Phien Mâu, or 'Webbed Toes.' (cont.)
4. I will therefore try and discuss this matter. From the commencement of the three dynasties downwards, nowhere has there been a man who has not under (the influence of external) things altered (the course of) his nature. Small men for the sake of gain have sacrificed their persons; scholars for the sake of fame have done so; great officers, for the sake of their families; and sagely men, for the sake of the kingdom. These several classes, with different occupations, and different reputations, have agreed in doing injury to their nature and sacrificing their persons. Take the case of a male and female slave;-- they have to feed the sheep together, but they both lose their sheep. Ask the one what he was doing, and you will find that he was holding his bamboo tablets and reading. Ask the other, and you will find that she was amusing herself with some game. They were differently occupied, but they equally lose their sheep. (So), Po-î died at the foot of Shâu-yang to maintain his fame, and the robber Kih died on the top of Tung-ling in his eagerness for gain. Their deaths were occasioned by different causes, but they equally shortened their lives and did violence to their nature;-- why must we approve of Po-î, and condemn the robber Kih? In cases of such sacrifice all over the world, when one makes it for the sake of benevolence and righteousness, the common people style him 'a superior man,' but when another does it for the sake of goods and riches, they style him 'a small man.' The action of sacrificing is the same, and yet we have 'the superior man' and 'the small man!' In the matter of destroying his life, and doing injury to his nature, the robber Kih simply did the same as Po-î;-- why must we make the distinction of 'superior man' and 'small man' between them?

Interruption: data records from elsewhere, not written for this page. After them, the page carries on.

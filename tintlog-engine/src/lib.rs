//! # tintlog-engine
//!
//! Log dispatch: level filtering, message resolution, repeat suppression with
//! deferred summaries, rendering and extender hooks.
//!
//! ### Components:
//! - `logger`: the `Logger` handle, its builder and the dispatch core,
//!   fanning each line out to every transport
//! - `throttle`: the repeat-suppression state machine
//! - `schedule`: flush timers on a thread, a tokio runtime or a virtual clock
//! - `extender`: post-emission hooks with failure isolation
//! - `global`: the pre-wired process logger
//!
//! ```no_run
//! use tintlog_engine::{field, start_timer, Logger};
//!
//! let logger = Logger::new();
//! let timer = start_timer(100);
//! logger.info_with("user loaded", [field("id", 42), field("took", timer)]);
//! ```

pub mod error;
pub mod extender;
pub mod global;
pub mod logger;
pub mod macros;
pub mod schedule;
pub mod throttle;

pub use error::ScheduleError;
pub use extender::{Extender, LogEvent};
pub use global::global;
pub use logger::{Logger, LoggerBuilder};
pub use schedule::{FlushScheduler, ManualScheduler, ScheduledFlush, ThreadScheduler, TokioScheduler};
pub use throttle::REPEATED_FIELD;

pub use tintlog_config::{LoggerConfig, RendererKind, ThrottleConfig};
pub use tintlog_core::{
    arg, field, lazy, start_timer, timer_field, Arg, Field, FieldValue, IntoArg, Level,
    LogMessage, Timer,
};
pub use tintlog_format::{Console, ConsoleTransport, Formatter, Transport};
pub use tintlog_telemetry::PipelineMetrics;

pub mod prelude {
    pub use crate::{
        arg, field, lazy, start_timer, Field, Level, LogEvent, Logger, LoggerBuilder, Timer,
    };
}
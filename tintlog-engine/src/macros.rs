//! Logging macros: `info!(logger, message, field, field, ...)`.
//!
//! Each argument may be a `Field`, a bare value from `arg(..)`, or an
//! `Option` of either; `None` arguments are dropped, so
//! `cond.then(|| field(..))` omits a field.

#[doc(hidden)]
#[macro_export]
macro_rules! __tintlog_log {
    ($level:expr, $logger:expr, $message:expr $(, $field:expr)* $(,)?) => {{
        let args: ::std::vec::Vec<::core::option::Option<$crate::Arg>> =
            ::std::vec![$($crate::IntoArg::into_arg($field)),*];
        $logger.log($level, $message, args)
    }};
}

#[macro_export]
macro_rules! trace {
    ($logger:expr, $($rest:tt)+) => {
        $crate::__tintlog_log!($crate::Level::Trace, $logger, $($rest)+)
    };
}

#[macro_export]
macro_rules! debug {
    ($logger:expr, $($rest:tt)+) => {
        $crate::__tintlog_log!($crate::Level::Debug, $logger, $($rest)+)
    };
}

#[macro_export]
macro_rules! info {
    ($logger:expr, $($rest:tt)+) => {
        $crate::__tintlog_log!($crate::Level::Info, $logger, $($rest)+)
    };
}

#[macro_export]
macro_rules! warn {
    ($logger:expr, $($rest:tt)+) => {
        $crate::__tintlog_log!($crate::Level::Warn, $logger, $($rest)+)
    };
}

#[macro_export]
macro_rules! error {
    ($logger:expr, $($rest:tt)+) => {
        $crate::__tintlog_log!($crate::Level::Error, $logger, $($rest)+)
    };
}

5. Moreover, those who devote their nature to (the pursuit) of benevolence and righteousness, though they should attain to be like Tsang (Shan) and Shih (Tshiû), I do not pronounce to be good; those who devote it to (the study of) the five flavours, though they attain to be like Shû-r, I do not pronounce to be good; those who devote it to the (discrimination of the) five notes, though they attain to be like Shih Khwang, I do not pronounce to be quick of hearing; those who devote it to the (appreciation of the) five colours, though they attain to be like Lî Kû, I do not pronounce to be clear of vision. When I pronounce men to be good, I am not speaking of their benevolence and righteousness;-- the goodness is simply (their possession of) the qualities (of the Tâo). When I pronounce them to be good, I am not speaking of what are called benevolence and righteousness; but simply of their allowing the nature with which they are endowed to have its free course. When I pronounce men to be quick of hearing, I do not mean that they hearken to anything else, but that they hearken to themselves; when I pronounce them to be clear of vision, I do not mean that they look to anything else, but that they look to themselves. Now those who do not see themselves but see other things, who do not get possession of themselves but get possession of other things, get possession of what belongs to others, and not of what is their own; and they reach forth to what attracts others, and not to that in themselves which should attract them. But thus reaching forth to what attracts others and not to what should attract them in themselves, be they like the robber Kih or like Po-î, they equally err in the way of excess or of perversity. What I am ashamed of is erring in the characteristics of the Tâo, and therefore, in the higher sphere, I do not dare to insist on the practice of benevolence and righteousness, and, in the lower, I do not dare to allow myself either in the exercise of excess or perversity.